Over the six days Ashlyn spent in the NICU it was mostly just waiting. They took a chest xray the first day and weren’t able to determine which thing was wrong, wet or immature lung, but time would tell and the treatment for both was the same.  She started with enriched oxygen pumped into a box around her head and antibiotics. She also got a feeding tube because we couldn’t feed her or hold her without her oxygen dipping too low. When the oxygen enriched air wasn’t keeping her oxygen levels up enough they had to move her onto a CPAP (continuous positive air pressure) to force her lungs to open up. That took the hard work away from her so breathing didn’t completely exhaust her little body. After a day or two they took the CPAP away but eventually put it back. When she was still having trouble after two days they did another chest xray and determined it to be immature lung.

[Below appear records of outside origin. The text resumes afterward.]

use std::fs;
use std::io;
use std::path::Path;

use crate::error::AppError;
use crate::safety::{resolve_target, validate_deletable, validate_path};

/// Deletes a file, or a directory with everything beneath it.
///
/// Directories are removed depth-first, children before parents. The first
/// failure stops the walk and is returned; whatever was already removed
/// stays removed. Returns the number of filesystem entries deleted.
pub fn delete_path(path: &str, allow_protected: bool) -> Result<usize, AppError> {
    validate_path(path)?;

    // symlink_metadata so a dangling link still counts as existing.
    let metadata = match fs::symlink_metadata(path) {
        Ok(metadata) => metadata,
        Err(e) if e.kind() == io::ErrorKind::NotFound => {
            return Err(AppError::InvalidArgument(format!(
                "path does not exist: {path}"
            )));
        }
        Err(e) => return Err(delete_error(e, path)),
    };

    // Guard both the text as given and where it actually lands.
    validate_deletable(path, allow_protected)?;
    let target = resolve_target(Path::new(path)).map_err(|e| delete_error(e, path))?;
    validate_deletable(&target.to_string_lossy(), allow_protected)?;

    if !metadata.is_dir() {
        fs::remove_file(&target).map_err(|e| delete_error(e, path))?;
        return Ok(1);
    }

    remove_tree(&target)
}

fn remove_tree(root: &Path) -> Result<usize, AppError> {
    let mut removed = 0usize;
    let walker = walkdir::WalkDir::new(root)
        .follow_links(false)
        .contents_first(true);

    for entry in walker {
        let entry = entry.map_err(|e| {
            let at = e
                .path()
                .map(|p| p.to_string_lossy().to_string())
                .unwrap_or_else(|| root.to_string_lossy().to_string());
            match e.into_io_error() {
                Some(io_err) => delete_error(io_err, &at),
                None => AppError::Unknown(format!("filesystem loop under {at}")),
            }
        })?;

        let entry_path = entry.path();
        let result = if entry.file_type().is_dir() {
            fs::remove_dir(entry_path)
        } else {
            fs::remove_file(entry_path)
        };
        result.map_err(|e| delete_error(e, &entry_path.to_string_lossy()))?;
        removed += 1;
    }

    Ok(removed)
}

fn delete_error(err: io::Error, path: &str) -> AppError {
    match err.kind() {
        io::ErrorKind::PermissionDenied => AppError::AccessDenied(path.to_string()),
        _ => AppError::Unknown(format!("{path}: {err}")),
    }
}

#[cfg(test)]
mod tests {
    use super::*;
    use std::fs::File;
    use std::io::Write;
    use tempfile::TempDir;

    #[test]
    fn test_delete_file() {
        let base = TempDir::new().unwrap();
        let file = base.path().join("doomed.txt");
        File::create(&file).unwrap().write_all(b"bye").unwrap();

        let removed = delete_path(&file.to_string_lossy(), false).unwrap();

        assert_eq!(removed, 1);
        assert!(!file.exists());
        assert!(base.path().exists());
    }

    #[test]
    fn test_delete_directory_tree() {
        let base = TempDir::new().unwrap();
        let root = base.path().join("tree");
        fs::create_dir_all(root.join("a/b/c")).unwrap();
        fs::write(root.join("top.txt"), "1").unwrap();
        fs::write(root.join("a/mid.txt"), "2").unwrap();
        fs::write(root.join("a/b/c/deep.txt"), "3").unwrap();

        let removed = delete_path(&root.to_string_lossy(), false).unwrap();

        // tree, a, b, c and three files
        assert_eq!(removed, 7);
        assert!(!root.exists());
        assert!(base.path().exists());
    }

    #[test]
    fn test_delete_empty_directory() {
        let base = TempDir::new().unwrap();
        let empty = base.path().join("empty");
        fs::create_dir(&empty).unwrap();

        assert_eq!(delete_path(&empty.to_string_lossy(), false).unwrap(), 1);
        assert!(!empty.exists());
    }

    #[test]
    fn test_delete_missing_path_is_invalid() {
        let base = TempDir::new().unwrap();
        let missing = base.path().join("ghost");
        let err = delete_path(&missing.to_string_lossy(), false).unwrap_err();
        assert!(matches!(err, AppError::InvalidArgument(_)));
    }

    #[test]
    fn test_delete_empty_path_is_invalid() {
        assert!(matches!(
            delete_path("", false),
            Err(AppError::InvalidArgument(_))
        ));
    }

    #[test]
    fn test_delete_filesystem_root_refused() {
        let err = delete_path("/", true).unwrap_err();
        assert!(matches!(err, AppError::AccessDenied(_)));
    }

    #[cfg(unix)]
    #[test]
    fn test_delete_parent_dir_escapes_refused() {
        for attempt in ["/tmp/..", "/tmp/../etc", "//usr"] {
            let err = delete_path(attempt, false).unwrap_err();
            assert!(matches!(err, AppError::AccessDenied(_)), "{attempt}: {err:?}");
        }
        assert!(matches!(
            delete_path("/tmp/..", true),
            Err(AppError::AccessDenied(_))
        ));
        assert!(Path::new("/etc").exists());
    }

    #[cfg(unix)]
    #[test]
    fn test_delete_root_through_symlinked_parent_refused() {
        let base = TempDir::new().unwrap();
        std::os::unix::fs::symlink("/", base.path().join("slash")).unwrap();
        let sneaky = base.path().join("slash").join("etc");

        let err = delete_path(&sneaky.to_string_lossy(), false).unwrap_err();

        assert!(matches!(err, AppError::AccessDenied(_)));
        assert!(Path::new("/etc").exists());
    }

    #[test]
    fn test_delete_through_parent_dir_inside_scratch() {
        let base = TempDir::new().unwrap();
        fs::create_dir(base.path().join("sub")).unwrap();
        let file = base.path().join("victim.txt");
        fs::write(&file, "x").unwrap();

        let winding = base.path().join("sub").join("..").join("victim.txt");
        assert_eq!(delete_path(&winding.to_string_lossy(), false).unwrap(), 1);
        assert!(!file.exists());
        assert!(base.path().join("sub").exists());
    }

    #[cfg(unix)]
    #[test]
    fn test_delete_does_not_follow_symlinks() {
        let base = TempDir::new().unwrap();
        let keep = base.path().join("keep");
        fs::create_dir(&keep).unwrap();
        fs::write(keep.join("precious.txt"), "data").unwrap();

        let doomed = base.path().join("doomed");
        fs::create_dir(&doomed).unwrap();
        std::os::unix::fs::symlink(&keep, doomed.join("link")).unwrap();

        delete_path(&doomed.to_string_lossy(), false).unwrap();

        assert!(!doomed.exists());
        assert!(keep.join("precious.txt").exists());
    }

    #[cfg(unix)]
    #[test]
    fn test_delete_dangling_symlink() {
        let base = TempDir::new().unwrap();
        let link = base.path().join("dangling");
        std::os::unix::fs::symlink(base.path().join("nowhere"), &link).unwrap();

        assert_eq!(delete_path(&link.to_string_lossy(), false).unwrap(), 1);
        assert!(fs::symlink_metadata(&link).is_err());
    }

    #[test]
    fn test_delete_error_mapping() {
        let denied = io::Error::new(io::ErrorKind::PermissionDenied, "no");
        assert!(matches!(
            delete_error(denied, "/x"),
            AppError::AccessDenied(p) if p == "/x"
        ));

        let busy = io::Error::other("device busy");
        match delete_error(busy, "/y") {
            AppError::Unknown(msg) => assert!(msg.contains("device busy")),
            e => panic!("unexpected {e:?}"),
        }
    }
}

I really got to go see Ashlyn on Wednesday for the first time but we still couldn’t hold her yet. Just watch her in her little NICU crib. Thursday was the same. Friday after lunch was my first chance to hold her and try to nurse her. I showered and got the chills so bad I was stuck in bed for a long time before I could move and almost missed the feeding time which had me really upset. I was a little late but they let me try. She didn’t latch on and while the feeding was a bust, we did get to hold her at least and it started to feel real from that point on that we had a baby. Saturday I was discharged from the hospital and was able to get Ashlyn to latch on and feed three times which was really exciting.


Our big goals were to have her breathe and eat before she could be discharged. Her oxygen levels would drop during feedings so she went back on oxygen. Sunday she was finally completely off the oxygen and we were hopeful she could come home but by now she had developed jaundice and had to stay an extra day under the blue lights.  Sunday Brian drove me to the hospital with a laptop, a breastpump and cab fare home. I spent at the hospital on the couches in the lobby making a visit to the NICU every three hours to feed Ashlyn while he went back home and took the kids to church. I fed her at the 9am, 12 noon and 3pm feeding before I was physically too tired and headed home in a cab to our house leaving them to feed her my expressed breastmilk.


Monday morning our plan was to do the same as Sunday and if she was released I’d take her home in the cab with me. We got the kids off to school and at 8:30 were driving downtown when I got the call on my mobile phone that she was ready for discharge because the bilirubien levels had dropped enough. We were so excited. I went in to feed her while Brian parked the car and paid off her hospital bill. Then he drove me back home where she got to meet Jacob for the first time. Brian had to go to work then so he left me with Ashlyn, Jacob and Gina to watch over us. Jacob was instantly in love with Ashlyn. Maddie met her when she got home from school at 1:30 and Ben at 3:00. It was a great way to give them all their own personal time with her and overall a very happy day for us to all be home together as a family.




The process of picking a doctor was a hard one for me last summer. I hit brick walls right and left, even got turned down by one doctor. I know now that I was lead to Dr. Loh to take care of me and I am thankful for him helping me through this pregnancy. Even with the worrisome scans in the last few weeks and the difficulty of the surgery he helped get Ashlyn here in good health.




Hilary said...

Loved reading this! I love that you were prepared ahead of time with the knowledge that something would go differently this time so that when it did, you didn't have to be out-of-your-mind-stressed-out about it!

Erin said...

What a great story! I can tell you've been there for a while with this bit: "Brian got to trim the cord". :-) That sounds so, well, British! :-)

Verity said...

Loved reading this--definitely been there with a NICU baby. Glad that you and Ashlyn are doing well--CONGRATULATIONS!